If Len(txtSum.Text) = 0 Then
  Exit Sub
ElseIf(IsNumeric(txtSum.Text)) = False Then
  MsgBox("You must enter a valid number.")
ElseIf CInt(txtSum.Text) <> (x + y) Then
  MsgBox("The answer you have given is incorrect.")
Else
  Exit Sub
End If
txtSum.Clear()
txtSum.Focus()

The event handler code above is fairly self explanatory. If the user enters an incorrect answer to the simple addition (or just complete garbage!) , the code displays an error message, clears the user's answer, and returns the cursor to the text box.

The code we have written so far covers various kinds of user input error that can occur for different input boxes. We still have to deal with the general case of required fields not being completed at all, and we will do this when the user clicks on the Submit button.

  1. In the form design window, double-click on the Submit button and enter the following code at the cursor:

If cmbTitle.Text = "" Then
  MsgBox("You have not completed the Title field. This is a mandatory field.")
  cmbTitle.Focus()
ElseIf txtLastName.Text = "" Then
  MsgBox("You have not entered your last name. This is a mandatory field.")
  txtLastName.Focus()
ElseIf txtFirstName.Text = "" Then
  MsgBox("You have not entered your first name(s). This is a mandatory field.")
  txtFirstName.Focus()
ElseIf txtAddress01.Text = "" Then
  MsgBox("Please enter the first line of your address. This is a mandatory field.")
  txtAddress01.Focus()
ElseIf txtTown.Text = "" Then
  MsgBox("Please enter your town/city. This is a mandatory field.")
  txtTown.Focus()
ElseIf txtPostcode.Text = "" Then
  MsgBox("Please enter your postal or zip code. This is a mandatory field.")
  txtPostcode.Focus()
ElseIf txtCountry.Text = "" Then
  MsgBox("Please enter your country name. This is a mandatory field.")
  txtCountry.Focus()
ElseIf txtTelephone.Text = "" Then
  MsgBox("Please enter your telephone number. This is a mandatory field.")
  txtTelephone.Focus()
ElseIf txtEmail.Text = "" Then
  MsgBox("Please enter your e-mail address. This is a mandatory field.")
  txtEmail.Focus()
ElseIf txtPassword01.Text = "" Then
  MsgBox("Please enter a password. This is a mandatory field.")
  txtPassword01.Focus()
ElseIf txtPassword02.Text = "" Then
  MsgBox("Please confirm your password. This is a mandatory field.")
  txtPassword02.Focus()
ElseIf txtDOB.Text = "" Then
  MsgBox("Please enter your date of birth. This is a mandatory field.")
  txtDOB.Focus()
ElseIf txtSum.Text = "" Then
  MsgBox("Please answer the simple question to verify that you are not a robot.")
  txtSum.Focus()
Else
  MsgBox("You have successfully submitted your details!")
End If

The Submit button's Click event handler essentially checks each input box in turn to check that it is not empty. If one of the mandatory fields is found to be empty, the user is asked to complete it.

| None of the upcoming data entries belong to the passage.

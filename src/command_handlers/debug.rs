use crate::cli::Cli;
use crate::command_handlers::Status;
use crate::console::Icon;
use crate::ops;
use crate::platform::platform;
use crate::session::Session;
use std::process::Command;

/// Child invocation of this binary in interactive mode, keeping the paths
/// the parent was started with.
pub fn child_command(exe: &std::path::Path, cli: &Cli) -> Command {
    let mut cmd = Command::new(exe);
    if let Some(config) = &cli.config {
        cmd.arg("--config").arg(config);
    }
    if let Some(workspace) = &cli.workspace {
        cmd.arg("--workspace").arg(workspace);
    }
    cmd.env("TM_DEBUG", "1");
    cmd
}

/// Relaunch the interactive prompt until stdin closes or Ctrl-C.
pub fn relaunch_loop(cli: &Cli, session: &mut Session<'_>) -> Status {
    let exe = match std::env::current_exe() {
        Ok(exe) => exe,
        Err(e) => {
            session.console.error(format!("Can't locate the running executable: {e}"));
            return Status::Failure;
        }
    };
    loop {
        platform().clear_screen();
        session.console.info("Launched in debug mode");
        match ops::run_status(&mut child_command(&exe, cli)) {
            Ok(0) => {}
            Ok(code) => session.console.warn(format!("Exited with status {code}")),
            Err(e) => session.console.warn(format!("{e:#}")),
        }
        let prompt = format!("{}Press enter to relaunch ...", session.console.icon(Icon::Info));
        match session.console.prompt(&prompt) {
            Ok(Some(_)) => continue,
            _ => {
                session.console.blank();
                return Status::Success;
            }
        }
    }
}
use clap::Parser;
use env_logger::Env;
use std::process::ExitCode;
use toolsmanager::cli::Cli;
use toolsmanager::command_handlers::dispatch;
use toolsmanager::config::{Config, CONFIG_FILE};
use toolsmanager::console::Console;
use toolsmanager::interrupt;
use toolsmanager::registry::Registry;
use toolsmanager::session::Session;
use toolsmanager::tool;
use toolsmanager::tools;
use toolsmanager::workspace::Workspace;

fn init_logging() {
    let default = match std::env::var("TM_DEBUG") {
        Ok(v) if v == "1" => "debug",
        _ => "warn",
    };
    env_logger::Builder::from_env(Env::new().filter_or("TM_LOG", default)).init();
}

fn main() -> ExitCode {
    init_logging();
    let cli = Cli::parse();

    if let Err(e) = interrupt::install() {
        log::warn!("Ctrl-C handler not installed: {e}");
    }
    tool::quiet_panics();

    let cwd = match std::env::current_dir() {
        Ok(dir) => dir,
        Err(e) => {
            eprintln!("tm: working directory unavailable: {e}");
            return ExitCode::from(2);
        }
    };
    let config_path = cli.config.clone().unwrap_or_else(|| cwd.join(CONFIG_FILE));
    let workspace = Workspace::new(cli.workspace.clone().unwrap_or(cwd));

    let (mut config, load_error) = match Config::load(&config_path) {
        Ok(config) => (config, None),
        Err(e) => (Config::defaults(config_path.clone()), Some(e)),
    };
    let mut console = Console::stdio(config.colors());
    if let Some(e) = load_error {
        log::warn!("{e}");
        console.warn(format!("{e}, default settings are used"));
    }

    let registry = Registry::from_builders(tools::builtin(&workspace), &mut console);
    log::debug!("{} tool(s) registered", registry.len());
    let mut session = Session::new(console, &mut config);
    dispatch::dispatch(&cli, &registry, &mut session).into()
}
use crate::args::split_line;
use crate::command_handlers::settings;
use crate::console::{color, Console, Icon};
use crate::registry::Registry;
use crate::session::Session;
use crate::tool::{Outcome, Tool};
use crate::{APP_NAME, APP_VERSION};
use std::io;

const SPLASH: [&str; 6] = [
    r" _              _    __  __",
    r"| |            | |  |  \/  |",
    r"| |_ ___   ___ | | _|_\  / | __ _ _ __   __ _  __ _  ___ _ __",
    r"| __/ _ \ / _ \| |/ _/|\/| |/ _` | '_ \ / _` |/ _` |/ _ \ '__|",
    r"| || (_) | (_) | _\ \ |  | | (_| | | | | (_| | (_| |  __/ |",
    r" \__\___/ \___/|/___/_|  |_|\__,_|_| |_|\__,_|\__, |\___|_|",
];

/// Labels of the prompt commands that aren't tools, listing order.
const SETTINGS: &str = "(set)tings";
const VERSION: &str = "(ver)sion";
const HELP: &str = "(h)elp";
const QUIT: &str = "(q)uit";

pub fn render_splash(console: &Console<'_>) -> String {
    let logo = format!("{}{}", color::YELLOW, color::BOLD);
    let mut lines: Vec<String> = SPLASH
        .iter()
        .map(|row| format!("  {}", console.paint(&logo, row)))
        .collect();
    lines.push(format!(
        "     {}{}{}",
        console.paint(color::PURPLE, &format!("version: {APP_VERSION}")),
        " ".repeat(31usize.saturating_sub(APP_VERSION.len())),
        console.paint(&logo, "|___/"),
    ));
    lines.push(String::new());
    lines.join("\n")
}

/// Command labels: tools first, then the built-in commands.
pub fn render_commands(registry: &Registry, console: &Console<'_>) -> String {
    let mut screen = vec![" List of commands:".to_string(), String::new()];
    screen.extend(
        registry
            .iter()
            .map(|t| format!(" {}", console.paint(color::CYAN, t.invocation().label))),
    );
    screen.push(String::new());
    screen.extend(
        [SETTINGS, VERSION, HELP]
            .iter()
            .map(|l| format!(" {}", console.paint(color::YELLOW, l))),
    );
    screen.push(String::new());
    screen.push(format!(" {}", console.paint(color::RED, QUIT)));
    screen.push(String::new());
    screen.join("\n")
}

/// Announce and run a tool, then leave a blank line behind it.
pub fn launch(tool: &dyn Tool, session: &mut Session<'_>, args: &[String]) -> Outcome {
    session
        .console
        .notify(Icon::Play, format!("Starting \"{}\" ...", tool.name()));
    let outcome = tool.dispatch(session, args);
    log::debug!("{} finished: {outcome:?}", tool.name());
    session.console.blank();
    outcome
}

/// Prompt loop; returns when the user quits or the input closes.
pub fn run(registry: &Registry, session: &mut Session<'_>) -> io::Result<()> {
    if session.config.splash() {
        let splash = render_splash(&session.console);
        session.console.line(splash);
    }
    let commands = render_commands(registry, &session.console);
    session.console.line(&commands);

    loop {
        let prompt = format!("({})> ", session.console.paint(color::GREEN, APP_NAME));
        let Some(line) = session.console.prompt(&prompt)? else {
            session.console.blank();
            return Ok(());
        };
        let args = split_line(&line);
        let Some(first) = args.first() else {
            continue;
        };

        if let Some(tool) = registry.find(first) {
            launch(tool, session, &args);
            continue;
        }
        match first.as_str() {
            "settings" | "set" => settings::run(session)?,
            "version" | "ver" => session.console.line(format!(" {APP_NAME} {APP_VERSION}\n")),
            "help" | "h" => {
                let commands = render_commands(registry, &session.console);
                session.console.line(commands);
            }
            "quit" | "q" => return Ok(()),
            _ => session.console.warn("Unknown command !"),
        }
    }
}

#[cfg(test)]
mod tests {
    use super::*;
    use crate::config::{Config, Property};
    use crate::tool::tests::Recorder;
    use std::io::Cursor;

    fn recorders() -> Registry {
        Registry::new(vec![Box::new(Recorder::new(true)) as Box<dyn Tool>])
    }

    fn session_run(input: &str, splash: bool) -> String {
        let dir = tempfile::tempdir().unwrap();
        let mut config = Config::defaults(dir.path().join("config.json"));
        config.set(Property::Splash, if splash { "true" } else { "false" }).unwrap();
        let registry = recorders();
        let mut out = Vec::new();
        {
            let console = Console::new(Cursor::new(input.to_string()), &mut out, false);
            let mut session = Session::new(console, &mut config);
            run(&registry, &mut session).unwrap();
        }
        String::from_utf8(out).unwrap()
    }

    #[test]
    fn commands_list_tools_then_builtins() {
        let registry = recorders();
        let console = Console::new(Cursor::new(""), std::io::sink(), false);
        let text = render_commands(&registry, &console);
        let lines: Vec<_> = text.lines().collect();
        assert_eq!(
            lines,
            [" List of commands:", "", " (rec)order", "", " (set)tings", " (ver)sion", " (h)elp", "", " (q)uit"]
        );
    }

    #[test]
    fn splash_only_when_enabled() {
        let with = session_run("q\n", true);
        let without = session_run("q\n", false);
        assert!(with.contains("version: "));
        assert!(!without.contains("version: "));
    }

    #[test]
    fn tool_launch_is_framed() {
        let out = session_run("rec -v\nq\n", false);
        assert!(out.contains(" (>) - Starting \"Recorder\" ..."));
        assert!(out.contains(" Recorder 1.0\n\n"));
    }

    #[test]
    fn unknown_and_empty_lines() {
        let out = session_run("\n   \nbogus\nq\n", false);
        assert_eq!(out.matches("Unknown command !").count(), 1);
    }

    #[test]
    fn closed_input_ends_the_loop() {
        let out = session_run("ver\n", false);
        assert!(out.contains(&format!(" {APP_NAME} {APP_VERSION}")));
        assert!(out.ends_with("> \n"));
    }
}
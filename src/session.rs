use crate::config::Config;
use crate::console::Console;

/// Everything a front end loop or a tool handler needs for one run: the
/// terminal and the live settings.
pub struct Session<'a> {
    pub console: Console<'a>,
    pub config: &'a mut Config,
}

impl<'a> Session<'a> {
    pub fn new(console: Console<'a>, config: &'a mut Config) -> Self {
        Self { console, config }
    }
}
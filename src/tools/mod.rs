//! Built-in tools, in registration order.

mod matrix;
mod shell;
mod translator;
mod wifi;
mod wsl_builder;

pub use matrix::{Grid, Matrix};
pub use shell::Shell;
pub use translator::{Project, Translator};
pub use wifi::Wifi;
pub use wsl_builder::WslBuilder;

use crate::error::ToolInitError;
use crate::tool::Tool;
use crate::workspace::Workspace;

fn boxed<T: Tool + 'static>(tool: Result<T, ToolInitError>) -> Result<Box<dyn Tool>, ToolInitError> {
    tool.map(|t| Box::new(t) as Box<dyn Tool>)
}

pub fn builtin(workspace: &Workspace) -> Vec<Result<Box<dyn Tool>, ToolInitError>> {
    vec![
        boxed(Shell::new(workspace)),
        boxed(Matrix::new()),
        boxed(WslBuilder::new(workspace)),
        boxed(Translator::new(workspace)),
        boxed(Wifi::new()),
    ]
}

#[cfg(test)]
mod tests {
    use super::*;
    use crate::console::Console;
    use crate::registry::Registry;
    use std::io::Cursor;

    #[test]
    fn every_builtin_registers() {
        let dir = tempfile::tempdir().unwrap();
        let mut out = Vec::new();
        let registry = {
            let mut console = Console::new(Cursor::new(""), &mut out, false);
            Registry::from_builders(builtin(&Workspace::new(dir.path())), &mut console)
        };
        assert!(out.is_empty());
        let names: Vec<_> = registry.iter().map(|t| t.name().to_string()).collect();
        assert_eq!(names, ["Shell", "Matrix", "WSLBuilder", "Translator", "Wifi"]);
        for token in ["sh", "mat", "wb", "tr", "wi", "translator", "wslbuilder"] {
            assert!(registry.find(token).is_some(), "{token}");
        }
    }
}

The validation code provided for our online form is not particularly sophisticated and could certainly be improved upon. It does however manage to catch some of the more obvious input errors as they occur, rather than allowing the user to complete the form and submit the form data to a server-side script. It would be frustrating for the user to have the script return an error message after having unsuccessfully tried to process the data, and possibly have to start the entire process all over again.

Although we have used a web form as our example here, it is good practice to build validation into any kind of application that requires input from a user, or from a file. One of the best known clichés related to computing is "Garbage in, garbage out!". Taking reasonable precautions to prevent invalid data from being input to the program in the first place greatly reduces the chances of the program producing invalid output.